What is being asked:
Using the records that follow, copy every line containing the word "Option".

Exercise material:

- Opening Delimiter -

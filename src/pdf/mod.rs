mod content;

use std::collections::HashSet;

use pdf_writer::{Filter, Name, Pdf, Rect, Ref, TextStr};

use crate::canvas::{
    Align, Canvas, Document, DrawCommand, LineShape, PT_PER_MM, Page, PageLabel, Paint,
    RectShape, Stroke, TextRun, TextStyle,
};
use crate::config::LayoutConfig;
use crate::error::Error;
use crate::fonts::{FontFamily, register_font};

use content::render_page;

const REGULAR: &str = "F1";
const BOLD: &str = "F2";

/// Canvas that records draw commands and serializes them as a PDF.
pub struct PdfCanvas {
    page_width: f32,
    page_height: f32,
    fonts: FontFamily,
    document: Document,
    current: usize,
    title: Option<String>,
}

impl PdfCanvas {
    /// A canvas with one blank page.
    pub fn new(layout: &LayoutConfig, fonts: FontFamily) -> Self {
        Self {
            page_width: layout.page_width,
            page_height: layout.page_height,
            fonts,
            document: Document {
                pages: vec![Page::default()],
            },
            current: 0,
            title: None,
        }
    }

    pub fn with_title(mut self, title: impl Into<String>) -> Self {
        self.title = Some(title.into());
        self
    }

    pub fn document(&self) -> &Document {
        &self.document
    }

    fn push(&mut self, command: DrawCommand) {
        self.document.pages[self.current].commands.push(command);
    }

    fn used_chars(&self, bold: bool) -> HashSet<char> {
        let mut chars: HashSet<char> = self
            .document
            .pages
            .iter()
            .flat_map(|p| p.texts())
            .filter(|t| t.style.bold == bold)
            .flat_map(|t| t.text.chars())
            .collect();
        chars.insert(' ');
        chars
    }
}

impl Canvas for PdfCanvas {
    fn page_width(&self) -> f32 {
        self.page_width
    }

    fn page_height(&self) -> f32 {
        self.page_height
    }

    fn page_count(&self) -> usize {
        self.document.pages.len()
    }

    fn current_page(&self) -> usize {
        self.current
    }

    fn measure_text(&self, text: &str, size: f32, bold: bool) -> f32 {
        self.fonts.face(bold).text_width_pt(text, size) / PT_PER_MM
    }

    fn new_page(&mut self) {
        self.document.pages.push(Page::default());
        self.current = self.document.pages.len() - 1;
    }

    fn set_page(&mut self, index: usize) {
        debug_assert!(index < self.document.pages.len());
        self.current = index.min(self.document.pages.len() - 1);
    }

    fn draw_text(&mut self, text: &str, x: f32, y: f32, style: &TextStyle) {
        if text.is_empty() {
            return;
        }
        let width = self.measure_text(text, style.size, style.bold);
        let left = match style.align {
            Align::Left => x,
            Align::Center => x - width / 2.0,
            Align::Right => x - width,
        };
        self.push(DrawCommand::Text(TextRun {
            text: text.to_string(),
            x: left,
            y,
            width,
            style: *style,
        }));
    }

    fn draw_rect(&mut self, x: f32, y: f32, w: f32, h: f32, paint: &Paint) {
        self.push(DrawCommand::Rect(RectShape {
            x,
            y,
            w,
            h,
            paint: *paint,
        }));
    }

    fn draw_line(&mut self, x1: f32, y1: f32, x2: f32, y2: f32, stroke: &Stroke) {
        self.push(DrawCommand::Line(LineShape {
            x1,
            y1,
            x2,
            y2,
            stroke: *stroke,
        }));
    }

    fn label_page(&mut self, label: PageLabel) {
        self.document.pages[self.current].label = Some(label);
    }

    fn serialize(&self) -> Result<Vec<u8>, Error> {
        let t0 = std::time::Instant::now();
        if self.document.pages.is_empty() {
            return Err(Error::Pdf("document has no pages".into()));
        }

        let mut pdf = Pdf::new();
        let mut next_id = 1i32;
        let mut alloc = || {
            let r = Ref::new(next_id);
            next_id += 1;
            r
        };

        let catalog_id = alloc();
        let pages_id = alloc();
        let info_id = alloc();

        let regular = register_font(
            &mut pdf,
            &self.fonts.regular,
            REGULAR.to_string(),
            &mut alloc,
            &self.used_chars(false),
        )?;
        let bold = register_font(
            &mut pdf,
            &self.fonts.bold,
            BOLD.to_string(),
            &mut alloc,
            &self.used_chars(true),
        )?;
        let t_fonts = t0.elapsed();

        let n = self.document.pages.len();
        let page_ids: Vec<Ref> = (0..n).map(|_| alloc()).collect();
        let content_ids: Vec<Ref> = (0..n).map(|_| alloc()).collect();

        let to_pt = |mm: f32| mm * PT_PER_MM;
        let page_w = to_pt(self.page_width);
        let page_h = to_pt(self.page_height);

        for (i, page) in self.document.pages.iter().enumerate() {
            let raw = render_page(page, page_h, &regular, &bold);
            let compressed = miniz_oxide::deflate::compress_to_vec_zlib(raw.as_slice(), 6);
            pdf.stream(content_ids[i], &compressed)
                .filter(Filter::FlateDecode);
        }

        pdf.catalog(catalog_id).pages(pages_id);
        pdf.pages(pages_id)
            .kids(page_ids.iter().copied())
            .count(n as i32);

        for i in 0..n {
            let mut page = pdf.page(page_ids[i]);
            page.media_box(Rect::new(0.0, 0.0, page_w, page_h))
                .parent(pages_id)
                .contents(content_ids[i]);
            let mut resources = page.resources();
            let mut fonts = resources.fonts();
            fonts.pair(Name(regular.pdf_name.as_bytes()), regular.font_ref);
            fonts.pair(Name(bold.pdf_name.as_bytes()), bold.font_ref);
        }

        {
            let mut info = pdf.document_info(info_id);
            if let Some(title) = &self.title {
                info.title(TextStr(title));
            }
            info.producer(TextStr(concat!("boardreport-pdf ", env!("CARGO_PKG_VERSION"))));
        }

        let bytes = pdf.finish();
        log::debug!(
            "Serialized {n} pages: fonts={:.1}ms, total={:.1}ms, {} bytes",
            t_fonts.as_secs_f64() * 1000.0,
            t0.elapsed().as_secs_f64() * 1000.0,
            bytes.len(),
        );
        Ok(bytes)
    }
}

- Closing Delimiter -
- Opening Delimiter -

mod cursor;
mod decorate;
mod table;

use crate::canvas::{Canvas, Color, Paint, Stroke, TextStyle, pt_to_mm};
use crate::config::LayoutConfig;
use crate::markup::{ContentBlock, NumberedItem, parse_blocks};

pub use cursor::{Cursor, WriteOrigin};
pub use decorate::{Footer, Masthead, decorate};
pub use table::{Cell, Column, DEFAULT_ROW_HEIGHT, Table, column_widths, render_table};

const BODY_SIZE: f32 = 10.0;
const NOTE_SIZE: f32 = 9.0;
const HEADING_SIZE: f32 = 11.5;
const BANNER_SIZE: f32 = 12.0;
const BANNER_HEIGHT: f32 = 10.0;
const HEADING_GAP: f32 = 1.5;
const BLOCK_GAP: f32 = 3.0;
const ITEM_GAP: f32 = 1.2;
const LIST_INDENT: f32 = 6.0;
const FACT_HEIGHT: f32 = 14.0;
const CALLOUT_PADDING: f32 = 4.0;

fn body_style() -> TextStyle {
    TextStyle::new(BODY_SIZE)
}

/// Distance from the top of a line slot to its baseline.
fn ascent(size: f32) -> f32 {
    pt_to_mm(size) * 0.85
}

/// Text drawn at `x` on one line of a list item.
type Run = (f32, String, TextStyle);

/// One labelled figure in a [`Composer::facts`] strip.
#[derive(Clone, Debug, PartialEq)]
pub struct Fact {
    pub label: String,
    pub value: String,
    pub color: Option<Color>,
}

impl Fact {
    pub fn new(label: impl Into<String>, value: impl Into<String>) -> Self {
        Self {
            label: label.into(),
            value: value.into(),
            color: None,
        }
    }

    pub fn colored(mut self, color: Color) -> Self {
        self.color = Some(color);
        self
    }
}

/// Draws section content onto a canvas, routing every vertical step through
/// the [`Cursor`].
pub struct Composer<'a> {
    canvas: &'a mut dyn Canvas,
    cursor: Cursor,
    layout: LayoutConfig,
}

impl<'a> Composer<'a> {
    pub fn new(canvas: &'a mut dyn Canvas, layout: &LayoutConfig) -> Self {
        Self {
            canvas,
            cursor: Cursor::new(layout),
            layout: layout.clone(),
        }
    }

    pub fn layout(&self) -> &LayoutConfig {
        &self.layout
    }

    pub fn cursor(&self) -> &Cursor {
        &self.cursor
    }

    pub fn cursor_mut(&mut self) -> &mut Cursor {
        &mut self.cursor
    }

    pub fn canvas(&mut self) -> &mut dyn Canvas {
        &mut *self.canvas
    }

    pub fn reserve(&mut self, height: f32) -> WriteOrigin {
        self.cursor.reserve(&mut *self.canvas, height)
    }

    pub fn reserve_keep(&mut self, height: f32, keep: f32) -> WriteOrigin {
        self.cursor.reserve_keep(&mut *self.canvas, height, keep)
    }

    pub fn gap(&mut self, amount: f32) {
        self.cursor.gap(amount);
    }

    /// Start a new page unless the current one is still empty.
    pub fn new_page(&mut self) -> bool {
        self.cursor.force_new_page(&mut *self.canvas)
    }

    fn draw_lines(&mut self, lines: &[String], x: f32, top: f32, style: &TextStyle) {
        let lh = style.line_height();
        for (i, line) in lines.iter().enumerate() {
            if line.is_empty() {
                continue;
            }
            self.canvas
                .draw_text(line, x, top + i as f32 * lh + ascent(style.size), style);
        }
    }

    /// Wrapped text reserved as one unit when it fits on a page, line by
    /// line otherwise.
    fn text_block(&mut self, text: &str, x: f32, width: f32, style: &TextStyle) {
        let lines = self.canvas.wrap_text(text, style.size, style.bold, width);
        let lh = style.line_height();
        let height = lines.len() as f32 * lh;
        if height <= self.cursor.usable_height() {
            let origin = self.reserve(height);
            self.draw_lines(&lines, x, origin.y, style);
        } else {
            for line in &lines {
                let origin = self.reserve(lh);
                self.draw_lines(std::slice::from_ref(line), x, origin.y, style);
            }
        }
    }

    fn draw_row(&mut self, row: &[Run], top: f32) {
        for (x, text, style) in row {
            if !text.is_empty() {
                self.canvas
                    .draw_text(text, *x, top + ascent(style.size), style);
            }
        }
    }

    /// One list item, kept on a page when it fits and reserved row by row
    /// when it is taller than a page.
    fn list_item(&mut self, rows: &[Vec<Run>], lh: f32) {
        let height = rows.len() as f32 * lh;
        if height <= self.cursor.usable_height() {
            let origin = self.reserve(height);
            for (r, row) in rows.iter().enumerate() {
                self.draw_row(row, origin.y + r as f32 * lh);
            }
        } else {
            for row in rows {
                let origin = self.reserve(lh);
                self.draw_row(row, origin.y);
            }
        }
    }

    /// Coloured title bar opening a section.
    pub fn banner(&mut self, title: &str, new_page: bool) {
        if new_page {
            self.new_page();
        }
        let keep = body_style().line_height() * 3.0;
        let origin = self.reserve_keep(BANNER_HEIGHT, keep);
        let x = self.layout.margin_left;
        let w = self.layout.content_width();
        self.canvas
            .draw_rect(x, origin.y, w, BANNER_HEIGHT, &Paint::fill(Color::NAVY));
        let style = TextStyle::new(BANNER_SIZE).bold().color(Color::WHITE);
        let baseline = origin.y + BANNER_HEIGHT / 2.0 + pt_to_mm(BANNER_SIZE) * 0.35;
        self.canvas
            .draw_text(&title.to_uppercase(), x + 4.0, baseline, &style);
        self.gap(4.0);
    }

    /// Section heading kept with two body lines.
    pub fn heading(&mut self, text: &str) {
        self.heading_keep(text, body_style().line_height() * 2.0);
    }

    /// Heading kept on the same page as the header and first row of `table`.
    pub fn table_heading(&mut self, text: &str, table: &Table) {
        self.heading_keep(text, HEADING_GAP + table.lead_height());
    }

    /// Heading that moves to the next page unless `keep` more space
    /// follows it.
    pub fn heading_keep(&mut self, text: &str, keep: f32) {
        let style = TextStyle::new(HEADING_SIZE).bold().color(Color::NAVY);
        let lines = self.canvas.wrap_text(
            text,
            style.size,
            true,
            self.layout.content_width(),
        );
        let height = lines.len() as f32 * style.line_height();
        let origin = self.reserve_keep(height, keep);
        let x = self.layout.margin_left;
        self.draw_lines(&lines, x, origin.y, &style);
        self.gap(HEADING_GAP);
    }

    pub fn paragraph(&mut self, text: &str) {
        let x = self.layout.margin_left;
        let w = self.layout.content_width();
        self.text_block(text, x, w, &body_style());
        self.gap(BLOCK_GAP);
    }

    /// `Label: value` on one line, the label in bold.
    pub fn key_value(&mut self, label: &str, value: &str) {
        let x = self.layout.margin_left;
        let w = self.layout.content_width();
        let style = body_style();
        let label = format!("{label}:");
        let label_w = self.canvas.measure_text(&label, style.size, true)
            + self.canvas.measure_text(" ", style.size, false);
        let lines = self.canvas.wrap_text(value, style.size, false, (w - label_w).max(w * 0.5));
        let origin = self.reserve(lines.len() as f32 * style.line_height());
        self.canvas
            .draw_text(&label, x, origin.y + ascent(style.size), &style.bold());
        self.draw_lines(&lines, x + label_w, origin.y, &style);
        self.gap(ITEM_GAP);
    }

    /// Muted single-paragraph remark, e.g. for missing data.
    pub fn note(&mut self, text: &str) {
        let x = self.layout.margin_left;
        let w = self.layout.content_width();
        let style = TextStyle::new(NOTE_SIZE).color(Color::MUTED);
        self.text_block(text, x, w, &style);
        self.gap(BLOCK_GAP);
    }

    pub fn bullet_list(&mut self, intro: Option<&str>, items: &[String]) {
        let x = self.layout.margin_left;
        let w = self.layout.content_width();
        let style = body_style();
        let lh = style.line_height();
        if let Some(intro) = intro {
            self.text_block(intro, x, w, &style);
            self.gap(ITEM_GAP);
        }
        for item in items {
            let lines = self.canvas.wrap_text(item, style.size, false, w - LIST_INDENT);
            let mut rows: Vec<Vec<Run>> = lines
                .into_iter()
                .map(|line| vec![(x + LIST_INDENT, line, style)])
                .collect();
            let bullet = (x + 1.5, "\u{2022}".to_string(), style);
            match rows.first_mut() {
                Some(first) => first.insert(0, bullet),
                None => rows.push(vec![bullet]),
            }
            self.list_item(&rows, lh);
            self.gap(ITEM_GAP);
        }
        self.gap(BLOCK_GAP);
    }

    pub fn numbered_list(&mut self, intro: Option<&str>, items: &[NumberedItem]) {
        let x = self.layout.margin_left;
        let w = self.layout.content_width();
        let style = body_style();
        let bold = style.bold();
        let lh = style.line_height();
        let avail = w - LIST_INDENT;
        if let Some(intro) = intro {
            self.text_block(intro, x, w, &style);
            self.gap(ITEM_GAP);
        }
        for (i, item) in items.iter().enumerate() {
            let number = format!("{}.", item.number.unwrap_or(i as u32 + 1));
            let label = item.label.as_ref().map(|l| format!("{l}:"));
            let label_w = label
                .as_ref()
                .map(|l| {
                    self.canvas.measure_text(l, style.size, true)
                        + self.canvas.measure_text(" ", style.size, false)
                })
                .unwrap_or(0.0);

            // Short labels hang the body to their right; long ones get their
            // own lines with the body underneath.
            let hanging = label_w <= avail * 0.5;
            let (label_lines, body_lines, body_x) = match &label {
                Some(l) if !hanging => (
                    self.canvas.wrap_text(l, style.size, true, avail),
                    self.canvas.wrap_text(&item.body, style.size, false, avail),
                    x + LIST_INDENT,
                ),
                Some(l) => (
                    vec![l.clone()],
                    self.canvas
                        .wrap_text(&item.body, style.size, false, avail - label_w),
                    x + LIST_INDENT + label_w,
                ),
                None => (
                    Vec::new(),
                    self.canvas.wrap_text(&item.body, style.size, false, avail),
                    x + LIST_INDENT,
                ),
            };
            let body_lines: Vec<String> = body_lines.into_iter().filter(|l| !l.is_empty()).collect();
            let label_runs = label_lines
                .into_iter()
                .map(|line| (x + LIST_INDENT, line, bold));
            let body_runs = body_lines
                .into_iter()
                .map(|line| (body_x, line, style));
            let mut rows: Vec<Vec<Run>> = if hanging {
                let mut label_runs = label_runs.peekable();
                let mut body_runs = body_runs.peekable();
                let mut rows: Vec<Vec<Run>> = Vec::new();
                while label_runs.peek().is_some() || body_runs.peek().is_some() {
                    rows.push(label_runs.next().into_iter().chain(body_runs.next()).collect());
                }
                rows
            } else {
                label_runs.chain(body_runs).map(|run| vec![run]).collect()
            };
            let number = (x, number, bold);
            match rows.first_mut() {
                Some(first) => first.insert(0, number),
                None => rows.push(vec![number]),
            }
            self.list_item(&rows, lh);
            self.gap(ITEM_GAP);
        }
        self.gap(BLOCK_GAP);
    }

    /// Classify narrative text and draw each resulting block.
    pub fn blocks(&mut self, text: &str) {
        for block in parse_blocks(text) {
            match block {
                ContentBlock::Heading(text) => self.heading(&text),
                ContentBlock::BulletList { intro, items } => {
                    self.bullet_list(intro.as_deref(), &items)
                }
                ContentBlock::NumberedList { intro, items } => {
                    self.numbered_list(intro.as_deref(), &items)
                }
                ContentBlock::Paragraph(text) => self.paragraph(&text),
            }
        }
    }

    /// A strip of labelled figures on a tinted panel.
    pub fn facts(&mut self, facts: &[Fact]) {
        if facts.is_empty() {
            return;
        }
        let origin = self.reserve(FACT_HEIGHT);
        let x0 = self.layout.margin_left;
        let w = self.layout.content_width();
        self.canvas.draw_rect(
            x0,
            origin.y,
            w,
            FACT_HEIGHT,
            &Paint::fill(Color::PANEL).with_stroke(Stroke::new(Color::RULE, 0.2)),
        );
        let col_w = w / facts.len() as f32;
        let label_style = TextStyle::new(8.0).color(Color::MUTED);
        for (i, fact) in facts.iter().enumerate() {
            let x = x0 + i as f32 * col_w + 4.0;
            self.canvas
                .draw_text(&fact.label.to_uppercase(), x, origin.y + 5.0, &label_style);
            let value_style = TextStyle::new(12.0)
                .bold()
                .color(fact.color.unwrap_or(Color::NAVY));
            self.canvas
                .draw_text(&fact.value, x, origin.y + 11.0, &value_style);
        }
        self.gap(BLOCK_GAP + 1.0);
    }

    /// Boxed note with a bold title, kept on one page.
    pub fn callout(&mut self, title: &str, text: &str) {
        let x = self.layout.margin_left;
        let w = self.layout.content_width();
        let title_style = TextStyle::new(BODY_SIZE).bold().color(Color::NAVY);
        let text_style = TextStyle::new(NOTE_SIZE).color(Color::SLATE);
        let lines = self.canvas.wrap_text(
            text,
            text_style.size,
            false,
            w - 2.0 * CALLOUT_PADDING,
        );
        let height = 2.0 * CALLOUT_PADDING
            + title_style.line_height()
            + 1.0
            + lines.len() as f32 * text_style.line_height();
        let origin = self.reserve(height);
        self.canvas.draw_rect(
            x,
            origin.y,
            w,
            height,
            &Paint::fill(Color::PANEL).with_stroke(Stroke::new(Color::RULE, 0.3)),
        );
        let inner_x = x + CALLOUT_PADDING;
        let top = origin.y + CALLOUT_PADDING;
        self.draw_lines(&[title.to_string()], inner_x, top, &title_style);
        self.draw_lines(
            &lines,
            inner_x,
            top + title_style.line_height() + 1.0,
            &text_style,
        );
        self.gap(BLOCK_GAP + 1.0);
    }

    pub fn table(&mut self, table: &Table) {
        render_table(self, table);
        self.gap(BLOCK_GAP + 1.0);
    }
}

- Closing Delimiter -

Result of the task:
    title: Option<String>,
    pub color: Option<Color>,
    pub fn bullet_list(&mut self, intro: Option<&str>, items: &[String]) {
    pub fn numbered_list(&mut self, intro: Option<&str>, items: &[NumberedItem]) {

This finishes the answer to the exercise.